Changes in Serum, Red Blood Cell, and Colonic Fatty Acids in a Personalized Omega-3 Fatty Acid Supplementation Trial.

This study evaluated changes in fatty acids from sera, red blood cells, and colonic biopsies from a phase Ib clinical trial of personalized ω-3 fatty acid dosing in 47 healthy volunteers. The trial aimed to reduce colonic prostaglandin E2 (PGE2), a pro-inflammatory product of arachidonic acid (AA) oxidation. The personalized doses ranged 2-10 grams/day (54% eicosapentaenoic acid, EPA, 24% other ω-3 fatty acids).

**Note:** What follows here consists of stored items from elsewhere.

// Copyright Exograph, Inc. All rights reserved.
//
// Use of this software is governed by the Business Source License
// included in the LICENSE file at the root of this repository.
//
// As of the Change Date specified in that file, in accordance with
// the Business Source License, use of this software will be governed
// by the Apache License, Version 2.0.

//! Sources of compiled metadata.
//!
//! The resolver never inspects artifacts itself. It asks a [`MetadataProvider`] for the
//! [`ClassDescriptor`] a (factory-bound) type reference names and reads members, signatures and
//! annotation instances off that. Providers exist for binary artifacts ([`ClassPathProvider`]),
//! for declarations parsed from source ([`SourceProvider`]), and for stacking the two
//! ([`LayeredProvider`]).

mod class_path;
mod layered;
mod source;

use std::sync::Arc;

use decl_model::{
    artifact::ClassDescriptor,
    ast::DeclarationTree,
    factory::{FactoryId, TypeReference},
};
use thiserror::Error;

pub use class_path::{ClassPathProvider, ClassUniverse};
pub use layered::LayeredProvider;
pub use source::SourceProvider;

pub trait MetadataProvider: Send + Sync {
    /// Can references bound to `factory` be resolved by this provider at all?
    fn serves(&self, factory: FactoryId) -> bool;

    /// Load the class `reference` names in the universe of its factory.
    ///
    /// `Ok(None)` means the universe was searched and has no such class.
    fn load_class(
        &self,
        tree: &DeclarationTree,
        reference: &TypeReference,
    ) -> Result<Option<Arc<ClassDescriptor>>, LoaderError>;
}

/// Loads compiled artifacts by qualified name within a single class path universe.
pub trait ArtifactLoader: Send + Sync {
    fn load(&self, qualified_name: &str) -> Result<Option<Arc<ClassDescriptor>>, LoaderError>;
}

#[derive(Error, Debug)]
pub enum LoaderError {
    #[error("No class path is bound to {0}")]
    UnboundFactory(FactoryId),

    #[error("Class `{name}` could not be defined: {message}")]
    Linkage { name: String, message: String },

    #[error("{0}")]
    BoxedError(#[from] Box<dyn std::error::Error + Send + Sync + 'static>),
}
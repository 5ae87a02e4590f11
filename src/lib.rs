pub mod logging;
pub mod mapper;
pub mod settings;

pub use mapper::{
    Area, AreaEvent, Color, DisplayList, DrawingSurface, ImageMapper, ImageMapperProps,
    ImageMapperView, Map, MapperResponse, ScaledArea, Shape,
};
pub use settings::MapperSettings;

/// Loads settings from `path`, starts logging as they ask, then repairs
/// invalid values so the warnings land in the configured log.
pub fn init_from_settings(path: &std::path::Path) -> anyhow::Result<MapperSettings> {
    let mut settings = MapperSettings::load_unchecked(path)?;
    logging::init(settings.debug_logging, settings.log_file.as_deref());
    settings.sanitize();
    Ok(settings)
}

/// Decodes an image file into an egui color image.
pub fn load_color_image(path: &std::path::Path) -> anyhow::Result<eframe::egui::ColorImage> {
    use anyhow::Context;

    let img = image::open(path).with_context(|| format!("open image {}", path.display()))?;
    let size = [img.width() as usize, img.height() as usize];
    let rgba = img.to_rgba8();
    Ok(eframe::egui::ColorImage::from_rgba_unmultiplied(
        size,
        rgba.as_raw(),
    ))
}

In colon, increases in ω-3 highly unsaturated fatty acids (HUFA) and EPA:AA ratios each were correlated with decreases in PGE2. Changes in either colonic EPA:AA ratios or ω-3 HUFA were significantly correlated with changes in the same fatty acid measures in red blood cells or serum. The only blood-based measure significantly correlated with changes in colonic PGE2 was change in red blood cell ω-3 HUFA (ρ = -0.39), and the increase in red blood cell ω-3 HUFA was significantly greater in participants who had at least a median reduction in colonic PGE2 vs. those who did not. In summary, fatty acid changes in blood did reflect fatty acid changes in the colon, but additional factors will be needed for optimizing dosing models that seek to predict the anti-inflammatory effects of ω-3 fatty acids on the colon.